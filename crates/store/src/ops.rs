//! Registry and ledger operations on the SQLite database.
//!
//! Writes keyed by (lecture, student) use `INSERT ... ON CONFLICT DO UPDATE`,
//! so concurrent upserts never violate the unique key.

use anyhow::Context;
use async_trait::async_trait;
use chrono::{DateTime, Utc};
use rusqlite::{params, OptionalExtension, Row};
use tracing::debug;

use attendance_core::{
    AttendanceRecord, AttendanceStore, EnrollmentRegistry, HeartbeatRecord, Lecture, LectureId,
    LectureRegistry, LectureStatus, Result, SectionId, StudentId,
};

use crate::client::Database;
use crate::helpers::{
    format_datetime, parse_attendance_status, parse_datetime, parse_lecture_status,
    parse_optional_datetime, storage_error, to_minutes,
};

const LECTURE_COLUMNS: &str = "id, section_id, starts_at, ends_at, status";
const ATTENDANCE_COLUMNS: &str =
    "lecture_id, student_id, status, checked_in_at, last_seen_at, minutes_attended";

fn row_to_lecture(row: &Row) -> anyhow::Result<Lecture> {
    let starts_at: String = row.get("starts_at")?;
    let ends_at: String = row.get("ends_at")?;
    let status: String = row.get("status")?;

    Ok(Lecture {
        id: row.get("id")?,
        section_id: row.get("section_id")?,
        starts_at: parse_datetime(&starts_at, "starts_at")?,
        ends_at: parse_datetime(&ends_at, "ends_at")?,
        status: parse_lecture_status(&status)?,
    })
}

fn row_to_heartbeat(row: &Row) -> anyhow::Result<HeartbeatRecord> {
    let joined_at: String = row.get("joined_at")?;
    let last_seen_at: String = row.get("last_seen_at")?;

    Ok(HeartbeatRecord {
        lecture_id: row.get("lecture_id")?,
        student_id: row.get("student_id")?,
        joined_at: parse_datetime(&joined_at, "joined_at")?,
        last_seen_at: parse_datetime(&last_seen_at, "last_seen_at")?,
    })
}

fn row_to_attendance(row: &Row) -> anyhow::Result<AttendanceRecord> {
    let status: String = row.get("status")?;
    let checked_in_at: Option<String> = row.get("checked_in_at")?;
    let last_seen_at: Option<String> = row.get("last_seen_at")?;
    let minutes_attended: Option<i64> = row.get("minutes_attended")?;

    Ok(AttendanceRecord {
        lecture_id: row.get("lecture_id")?,
        student_id: row.get("student_id")?,
        status: parse_attendance_status(&status)?,
        checked_in_at: parse_optional_datetime(checked_in_at, "checked_in_at")?,
        last_seen_at: parse_optional_datetime(last_seen_at, "last_seen_at")?,
        minutes_attended: to_minutes(minutes_attended)?,
    })
}

/// Writes mirrored from the scheduling subsystem.
impl Database {
    /// Insert or replace a lecture.
    pub async fn upsert_lecture(&self, lecture: &Lecture) -> anyhow::Result<()> {
        let record = lecture.clone();
        self.execute(move |conn| {
            conn.execute(
                "INSERT INTO lectures (id, section_id, starts_at, ends_at, status)
                 VALUES (?1, ?2, ?3, ?4, ?5)
                 ON CONFLICT (id) DO UPDATE SET
                     section_id = excluded.section_id,
                     starts_at = excluded.starts_at,
                     ends_at = excluded.ends_at,
                     status = excluded.status",
                params![
                    record.id,
                    record.section_id,
                    format_datetime(record.starts_at),
                    format_datetime(record.ends_at),
                    record.status.as_str(),
                ],
            )
            .context("failed to upsert lecture")?;
            Ok(())
        })
        .await?;

        if let Some(cache) = self.lecture_cache() {
            cache.invalidate(lecture.id).await;
        }
        Ok(())
    }

    pub async fn set_lecture_status(
        &self,
        lecture_id: LectureId,
        status: LectureStatus,
    ) -> anyhow::Result<bool> {
        let changed = self
            .execute(move |conn| {
                let changed = conn
                    .execute(
                        "UPDATE lectures SET status = ?1 WHERE id = ?2",
                        params![status.as_str(), lecture_id],
                    )
                    .context("failed to update lecture status")?;
                Ok(changed > 0)
            })
            .await?;

        if let Some(cache) = self.lecture_cache() {
            cache.invalidate(lecture_id).await;
        }
        Ok(changed)
    }

    pub async fn enroll(&self, section_id: SectionId, student_id: StudentId) -> anyhow::Result<()> {
        self.execute(move |conn| {
            conn.execute(
                "INSERT OR IGNORE INTO enrollments (section_id, student_id) VALUES (?1, ?2)",
                params![section_id, student_id],
            )
            .context("failed to insert enrollment")?;
            Ok(())
        })
        .await
    }

    pub async fn unenroll(
        &self,
        section_id: SectionId,
        student_id: StudentId,
    ) -> anyhow::Result<()> {
        self.execute(move |conn| {
            conn.execute(
                "DELETE FROM enrollments WHERE section_id = ?1 AND student_id = ?2",
                params![section_id, student_id],
            )
            .context("failed to delete enrollment")?;
            Ok(())
        })
        .await
    }
}

#[async_trait]
impl LectureRegistry for Database {
    async fn lecture(&self, id: LectureId) -> Result<Option<Lecture>> {
        if let Some(cached) = self.lecture_cache() {
            if let Some(lecture) = cached.get(id).await {
                debug!(lecture_id = id, "Lecture cache hit");
                return Ok(Some(lecture));
            }
        }

        let lecture = self
            .execute(move |conn| {
                let mut stmt = conn.prepare_cached(&format!(
                    "SELECT {LECTURE_COLUMNS} FROM lectures WHERE id = ?1"
                ))?;
                let lecture = stmt
                    .query_row(params![id], |row| Ok(row_to_lecture(row)))
                    .optional()?
                    .transpose()?;
                Ok(lecture)
            })
            .await
            .map_err(storage_error)?;

        if let (Some(cache), Some(found)) = (self.lecture_cache(), &lecture) {
            cache.insert(found.clone()).await;
        }
        Ok(lecture)
    }

    async fn lectures_ending_between(
        &self,
        after: DateTime<Utc>,
        until: DateTime<Utc>,
    ) -> Result<Vec<Lecture>> {
        self.execute(move |conn| {
            let mut stmt = conn.prepare_cached(&format!(
                "SELECT {LECTURE_COLUMNS} FROM lectures
                 WHERE ends_at > ?1 AND ends_at <= ?2
                 ORDER BY ends_at, id"
            ))?;
            let mut rows = stmt.query(params![format_datetime(after), format_datetime(until)])?;
            let mut lectures = Vec::new();
            while let Some(row) = rows.next()? {
                lectures.push(row_to_lecture(row)?);
            }
            Ok(lectures)
        })
        .await
        .map_err(storage_error)
    }
}

#[async_trait]
impl EnrollmentRegistry for Database {
    async fn is_enrolled(&self, section_id: SectionId, student_id: StudentId) -> Result<bool> {
        self.execute(move |conn| {
            let found = conn
                .query_row(
                    "SELECT 1 FROM enrollments WHERE section_id = ?1 AND student_id = ?2",
                    params![section_id, student_id],
                    |_| Ok(()),
                )
                .optional()?;
            Ok(found.is_some())
        })
        .await
        .map_err(storage_error)
    }

    async fn roster(&self, section_id: SectionId) -> Result<Vec<StudentId>> {
        self.execute(move |conn| {
            let mut stmt = conn.prepare_cached(
                "SELECT student_id FROM enrollments WHERE section_id = ?1 ORDER BY student_id",
            )?;
            let students = stmt
                .query_map(params![section_id], |row| row.get::<_, i64>(0))?
                .collect::<rusqlite::Result<Vec<_>>>()?;
            Ok(students)
        })
        .await
        .map_err(storage_error)
    }
}

#[async_trait]
impl AttendanceStore for Database {
    async fn record_heartbeat(
        &self,
        lecture_id: LectureId,
        student_id: StudentId,
        now: DateTime<Utc>,
    ) -> Result<HeartbeatRecord> {
        self.execute(move |conn| {
            let tx = conn
                .transaction()
                .context("failed to open heartbeat transaction")?;
            let now_text = format_datetime(now);

            let heartbeat = {
                let mut stmt = tx.prepare_cached(
                    "INSERT INTO heartbeats (lecture_id, student_id, joined_at, last_seen_at)
                     VALUES (?1, ?2, ?3, ?3)
                     ON CONFLICT (lecture_id, student_id) DO UPDATE SET
                         last_seen_at = excluded.last_seen_at
                     RETURNING lecture_id, student_id, joined_at, last_seen_at",
                )?;
                let mut rows = stmt.query(params![lecture_id, student_id, now_text])?;
                let row = rows
                    .next()?
                    .context("heartbeat upsert returned no row")?;
                row_to_heartbeat(row)?
            };

            tx.execute(
                "INSERT INTO attendance_records
                     (lecture_id, student_id, status, checked_in_at, last_seen_at, minutes_attended)
                 VALUES (?1, ?2, 'present', ?3, ?4, NULL)
                 ON CONFLICT (lecture_id, student_id) DO UPDATE SET
                     status = 'present',
                     checked_in_at = excluded.checked_in_at,
                     last_seen_at = excluded.last_seen_at",
                params![
                    lecture_id,
                    student_id,
                    format_datetime(heartbeat.joined_at),
                    format_datetime(heartbeat.last_seen_at),
                ],
            )
            .context("failed to upsert attendance on heartbeat")?;

            tx.commit().context("failed to commit heartbeat")?;
            Ok(heartbeat)
        })
        .await
        .map_err(storage_error)
    }

    async fn heartbeat(
        &self,
        lecture_id: LectureId,
        student_id: StudentId,
    ) -> Result<Option<HeartbeatRecord>> {
        self.execute(move |conn| {
            let mut stmt = conn.prepare_cached(
                "SELECT lecture_id, student_id, joined_at, last_seen_at FROM heartbeats
                 WHERE lecture_id = ?1 AND student_id = ?2",
            )?;
            let heartbeat = stmt
                .query_row(params![lecture_id, student_id], |row| Ok(row_to_heartbeat(row)))
                .optional()?
                .transpose()?;
            Ok(heartbeat)
        })
        .await
        .map_err(storage_error)
    }

    async fn heartbeats_for_lecture(&self, lecture_id: LectureId) -> Result<Vec<HeartbeatRecord>> {
        self.execute(move |conn| {
            let mut stmt = conn.prepare_cached(
                "SELECT lecture_id, student_id, joined_at, last_seen_at FROM heartbeats
                 WHERE lecture_id = ?1 ORDER BY student_id",
            )?;
            let mut rows = stmt.query(params![lecture_id])?;
            let mut heartbeats = Vec::new();
            while let Some(row) = rows.next()? {
                heartbeats.push(row_to_heartbeat(row)?);
            }
            Ok(heartbeats)
        })
        .await
        .map_err(storage_error)
    }

    async fn write_final_attendance(&self, records: Vec<AttendanceRecord>) -> Result<usize> {
        self.execute(move |conn| {
            let tx = conn
                .transaction()
                .context("failed to open finalization transaction")?;
            let count = records.len();

            {
                let mut stmt = tx.prepare_cached(
                    "INSERT INTO attendance_records
                         (lecture_id, student_id, status, checked_in_at, last_seen_at, minutes_attended)
                     VALUES (?1, ?2, ?3, ?4, ?5, ?6)
                     ON CONFLICT (lecture_id, student_id) DO UPDATE SET
                         status = excluded.status,
                         checked_in_at = excluded.checked_in_at,
                         last_seen_at = excluded.last_seen_at,
                         minutes_attended = excluded.minutes_attended",
                )?;
                for record in &records {
                    stmt.execute(params![
                        record.lecture_id,
                        record.student_id,
                        record.status.as_str(),
                        record.checked_in_at.map(format_datetime),
                        record.last_seen_at.map(format_datetime),
                        record.minutes_attended.map(i64::from),
                    ])
                    .with_context(|| {
                        format!(
                            "failed to write attendance for student {}",
                            record.student_id
                        )
                    })?;
                }
            }

            tx.commit().context("failed to commit finalization")?;
            debug!(count, "Final attendance written");
            Ok(count)
        })
        .await
        .map_err(storage_error)
    }

    async fn attendance(
        &self,
        lecture_id: LectureId,
        student_id: StudentId,
    ) -> Result<Option<AttendanceRecord>> {
        self.execute(move |conn| {
            let mut stmt = conn.prepare_cached(&format!(
                "SELECT {ATTENDANCE_COLUMNS} FROM attendance_records
                 WHERE lecture_id = ?1 AND student_id = ?2"
            ))?;
            let record = stmt
                .query_row(params![lecture_id, student_id], |row| {
                    Ok(row_to_attendance(row))
                })
                .optional()?
                .transpose()?;
            Ok(record)
        })
        .await
        .map_err(storage_error)
    }

    async fn attendance_for_lecture(&self, lecture_id: LectureId) -> Result<Vec<AttendanceRecord>> {
        self.execute(move |conn| {
            let mut stmt = conn.prepare_cached(&format!(
                "SELECT {ATTENDANCE_COLUMNS} FROM attendance_records
                 WHERE lecture_id = ?1 ORDER BY student_id"
            ))?;
            let mut rows = stmt.query(params![lecture_id])?;
            let mut records = Vec::new();
            while let Some(row) = rows.next()? {
                records.push(row_to_attendance(row)?);
            }
            Ok(records)
        })
        .await
        .map_err(storage_error)
    }
}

**EXERCISE REQUIREMENTS:**
Filter these records, keeping every line where the word "LectureRegistry" occurs.

**ANSWER FOR THE TASK:**
    LectureRegistry, LectureStatus, Result, SectionId, StudentId,
impl LectureRegistry for Database {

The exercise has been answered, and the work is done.